'''
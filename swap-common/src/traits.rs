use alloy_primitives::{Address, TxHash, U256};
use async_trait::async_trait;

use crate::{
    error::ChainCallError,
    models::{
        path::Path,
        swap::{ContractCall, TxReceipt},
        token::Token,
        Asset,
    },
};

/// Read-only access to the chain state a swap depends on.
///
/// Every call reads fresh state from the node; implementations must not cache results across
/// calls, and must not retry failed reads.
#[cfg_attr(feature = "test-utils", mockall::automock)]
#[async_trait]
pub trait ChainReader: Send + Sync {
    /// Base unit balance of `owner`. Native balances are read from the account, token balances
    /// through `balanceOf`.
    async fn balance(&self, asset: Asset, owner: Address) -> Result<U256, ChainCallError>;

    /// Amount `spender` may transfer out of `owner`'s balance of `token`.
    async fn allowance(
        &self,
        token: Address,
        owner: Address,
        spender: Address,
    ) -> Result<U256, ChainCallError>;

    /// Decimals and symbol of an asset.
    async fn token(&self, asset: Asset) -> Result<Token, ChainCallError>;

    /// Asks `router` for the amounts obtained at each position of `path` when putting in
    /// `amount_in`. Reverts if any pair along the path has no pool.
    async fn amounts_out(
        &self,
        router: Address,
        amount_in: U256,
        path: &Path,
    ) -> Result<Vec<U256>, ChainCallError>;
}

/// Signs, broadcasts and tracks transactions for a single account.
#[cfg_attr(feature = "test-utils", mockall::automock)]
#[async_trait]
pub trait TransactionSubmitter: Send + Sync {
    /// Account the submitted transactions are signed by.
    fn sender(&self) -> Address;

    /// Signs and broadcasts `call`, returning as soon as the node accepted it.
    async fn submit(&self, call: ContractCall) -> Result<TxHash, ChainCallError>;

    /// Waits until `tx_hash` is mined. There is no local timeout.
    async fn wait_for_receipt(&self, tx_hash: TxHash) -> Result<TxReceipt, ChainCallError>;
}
'''
'''
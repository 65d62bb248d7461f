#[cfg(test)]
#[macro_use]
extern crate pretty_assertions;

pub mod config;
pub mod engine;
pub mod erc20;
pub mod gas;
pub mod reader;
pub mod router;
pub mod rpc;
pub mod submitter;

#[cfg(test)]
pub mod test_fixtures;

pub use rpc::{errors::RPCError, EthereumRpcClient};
'''
Say, as a bare number, how many lines in the entries above include the string "router".

3